Administering cardiovascular medications to children pulls into play all aspects of current high-alert medication safety. Although not all cardiovascular medications are traditionally considered high-alert medications, their clinical significance, complex calculations and, in many cases, their continuous infusion delivery route makes many medications at risk for potentially devastation outcomes if errors occur. Initiatives such as computerized physician order entry, standard concentrated drips, smartpump technology, and independent double-check systems address the potentially dangerous steps in cardiovascular medication administration and are essential to improving pediatric cardiovascular medication safety.
Some administration and safety considerations for nurses include:
- Central lines are preferable for continuous infusions.
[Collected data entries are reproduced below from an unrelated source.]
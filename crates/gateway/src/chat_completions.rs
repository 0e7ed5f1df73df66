//! `POST /v1/chat/completions` — the chat-completions dialect.

use axum::{
    body::Bytes,
    extract::State,
    response::sse::{Event as SseEvent, Sse},
    response::{IntoResponse, Json, Response},
};
use std::convert::Infallible;
use toolrelay_protocol::chat_completions::{
    ChatRequest, aggregate_response, created_now, new_completion_id, stream_frames,
};
use tracing::info;

use crate::SharedState;
use crate::error::{GatewayError, RelayError, parse_body};
use crate::relay::{RelayInput, relay};

pub async fn chat_completions_handler(
    State(state): State<SharedState>,
    body: Bytes,
) -> Result<Response, GatewayError> {
    let request: ChatRequest = parse_body(&body).map_err(GatewayError::chat_completions)?;
    if request.messages.is_empty() {
        return Err(GatewayError::chat_completions(RelayError::InvalidRequest(
            "messages must not be empty".into(),
        )));
    }

    let model = state.resolve_model(request.model.as_deref());
    info!(
        dialect = "chat_completions",
        model = %model,
        stream = request.stream,
        messages = request.messages.len(),
        tools = request.tools.len(),
        "Inbound request"
    );

    let output = relay(
        &state,
        RelayInput {
            model,
            instruction: request.system_text(),
            tools: request.tool_declarations(),
            turns: request.turns(),
        },
    )
    .await
    .map_err(GatewayError::chat_completions)?;

    let id = new_completion_id();
    let created = created_now();
    if !request.stream {
        return Ok(Json(aggregate_response(&id, created, &output.model, &output.reply)).into_response());
    }

    let frames = stream_frames(&id, created, &output.model, &output.reply);
    let stream = futures::stream::iter(
        frames
            .into_iter()
            .map(|frame| Ok::<_, Infallible>(SseEvent::default().data(frame.data()))),
    );

    Ok(Sse::new(stream).into_response())
}
//! `toolrelay onboard` — First-time setup.

use toolrelay_config::AppConfig;

pub async fn run() -> Result<(), Box<dyn std::error::Error>> {
    let config_dir = AppConfig::config_dir();
    let config_path = config_dir.join("config.toml");

    println!("toolrelay — First-Time Setup");
    println!("============================\n");

    if !config_dir.exists() {
        std::fs::create_dir_all(&config_dir)?;
        println!("Created config directory: {}", config_dir.display());
    } else {
        println!("  Config directory exists: {}", config_dir.display());
    }

    if config_path.exists() {
        println!("\nConfig already exists at: {}", config_path.display());
        println!("   Edit it manually or delete and re-run onboard.\n");
    } else {
        std::fs::write(&config_path, AppConfig::default_toml())?;
        println!("Created config.toml at: {}", config_path.display());
    }

    println!("\nNext steps:");
    println!("   1. Run: toolrelay tokens add '<token or curl command>'");
    println!("   2. Run: toolrelay tokens test <id>");
    println!("   3. Run: toolrelay serve\n");

    Ok(())
}
//! Dialect translation core for toolrelay.
//!
//! The upstream only understands role-tagged plain text. This crate turns
//! either client dialect into that form and the upstream's text back into
//! a dialect-correct reply:
//!
//! 1. [`content`]: flatten message content into text, tool traffic as tags
//! 2. [`prompt`]: teach the upstream the tool tag syntax via the system prompt
//! 3. [`context`]: fit the history into a character budget
//! 4. [`tags`]: recover tool calls from the reply text
//! 5. [`messages`] / [`chat_completions`]: synthesize the client-facing reply
//!
//! Every step is a pure function; nothing here performs I/O.

pub mod chat_completions;
pub mod content;
pub mod context;
pub mod messages;
pub mod prompt;
pub mod tags;

pub use content::{ContentSegment, MessageContent, normalize};
pub use context::{ContextWindowTrimmer, TrimmedContext};
pub use prompt::{SystemInstruction, synthesize_system_prompt};
pub use tags::{ParsedReply, parse_tool_calls};
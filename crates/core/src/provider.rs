//! Provider trait — the abstraction over the upstream text service.
//!
//! The upstream accepts a list of role-tagged plain-text turns and answers
//! with plain text. There is no tool channel and no usage accounting; the
//! gateway reconstructs both on its side.

use async_trait::async_trait;
use serde::{Deserialize, Serialize};

use crate::error::ProviderError;
use crate::message::Turn;

/// The upstream call shape a model resolves to.
#[derive(Debug, Clone, PartialEq, Eq, Serialize, Deserialize)]
pub struct DriverRoute {
    pub interface: String,
    pub driver: String,
    pub method: String,
}

/// One upstream call.
#[derive(Debug, Clone)]
pub struct ProviderRequest {
    /// The model id as the client asked for it
    pub model: String,

    /// Already trimmed turns; a system pseudo-turn may lead
    pub turns: Vec<Turn>,

    /// Bearer credential to authenticate the call with
    pub credential: String,
}

impl ProviderRequest {
    pub fn new(model: impl Into<String>, turns: Vec<Turn>, credential: impl Into<String>) -> Self {
        Self {
            model: model.into(),
            turns,
            credential: credential.into(),
        }
    }
}

/// The fully drained upstream reply.
#[derive(Debug, Clone, PartialEq, Eq, Serialize, Deserialize)]
pub struct ProviderResponse {
    /// Concatenated text of every streamed fragment
    pub text: String,

    /// Which model answered
    pub model: String,
}

/// The core Provider trait.
///
/// `complete()` returns only after the upstream's own event stream has been
/// fully drained.
#[async_trait]
pub trait Provider: Send + Sync {
    /// A human-readable name for this provider.
    fn name(&self) -> &str;

    /// Send a request and wait for the complete reply.
    async fn complete(&self, request: ProviderRequest) -> std::result::Result<ProviderResponse, ProviderError>;

    /// Probe whether a credential is accepted by sending a one-word prompt.
    async fn verify(&self, credential: &str, model: &str) -> std::result::Result<bool, ProviderError> {
        let response = self
            .complete(ProviderRequest::new(model, vec![Turn::user("Hi")], credential))
            .await?;
        Ok(!response.text.is_empty())
    }
}
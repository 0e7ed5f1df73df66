//! The request pipeline shared by both dialects.
//!
//! checkout credential → system prompt → trim → one upstream call → parse tags.

use std::time::Instant;
use toolrelay_core::{ProviderRequest, ToolDeclaration, Turn};
use toolrelay_protocol::{ParsedReply, parse_tool_calls, synthesize_system_prompt};
use tracing::{debug, error, info, warn};

use crate::GatewayState;
use crate::error::RelayError;

/// A request already decoded from either dialect.
#[derive(Debug, Clone)]
pub struct RelayInput {
    pub model: String,
    pub instruction: String,
    pub tools: Vec<ToolDeclaration>,
    pub turns: Vec<Turn>,
}

/// The parsed upstream reply.
#[derive(Debug, Clone)]
pub struct RelayOutput {
    pub model: String,
    pub reply: ParsedReply,

    /// Character length of the unparsed upstream text
    pub raw_len: usize,
}

/// Run one request through the upstream.
pub async fn relay(state: &GatewayState, input: RelayInput) -> Result<RelayOutput, RelayError> {
    let credential = state.credentials.checkout().await?.ok_or(RelayError::NoCredential)?;
    debug!(credential_id = credential.id, credential = %credential.name, "Using credential");

    let prompt = synthesize_system_prompt(&input.instruction, &input.tools);
    let trimmed = state.trimmer.trim(&prompt, input.turns);
    let dropped = trimmed.metadata.dropped_over_budget + trimmed.metadata.dropped_leading;
    if dropped > 0 {
        info!(
            dropped_over_budget = trimmed.metadata.dropped_over_budget,
            dropped_leading = trimmed.metadata.dropped_leading,
            used_chars = trimmed.metadata.used_chars,
            budget = trimmed.metadata.budget,
            "History trimmed"
        );
    }

    let started = Instant::now();
    let request = ProviderRequest::new(&input.model, trimmed.turns, &credential.secret);
    let response = match state.provider.complete(request).await {
        Ok(response) => response,
        Err(e) => {
            error!(provider = state.provider.name(), model = %input.model, error = %e, "Upstream call failed");
            if e.is_auth_failure() {
                warn!(credential_id = credential.id, "Upstream rejected credential, marking invalid");
                if let Err(store_err) = state.credentials.mark_valid(credential.id, false).await {
                    warn!(error = %store_err, "Failed to mark credential invalid");
                }
            }
            return Err(e.into());
        }
    };

    let raw_len = response.text.chars().count();
    let reply = parse_tool_calls(&response.text);
    info!(
        model = %input.model,
        elapsed_secs = started.elapsed().as_secs_f64(),
        reply_chars = raw_len,
        tool_calls = reply.tool_calls.len(),
        "Upstream reply received"
    );

    Ok(RelayOutput {
        model: input.model,
        reply,
        raw_len,
    })
}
- Many of these drugs are incompatible with other medications commonly used to treat children with cardiac defects, diseases, or disorders. Nurses must be familiar with compatibility information prior to any drug administration.
- Frequent adjustments or titration is often necessary with these types of medications. Orders for titration should include a starting dose, clinical parameters for titration (such as "maintain MAP 30-40 mmHg"), and maximum drug does to be titrated to (Bowden & Greenburg, 1998)).
- Nurses should allow time for drugs to take effect to avoid becoming caught in a "yo-yo" of titrating too quickly one way or the other.
- Pediatric emergency equipment, including resuscitation medications and a pediatric-appropriate defibrillator, should be easily accessible.
Bowden, V., and C. Smith-Greenberg (1998). Pediatric Nursing Procedures (2nd ed). Philadelphia: Lippincott Williams & Wilkins.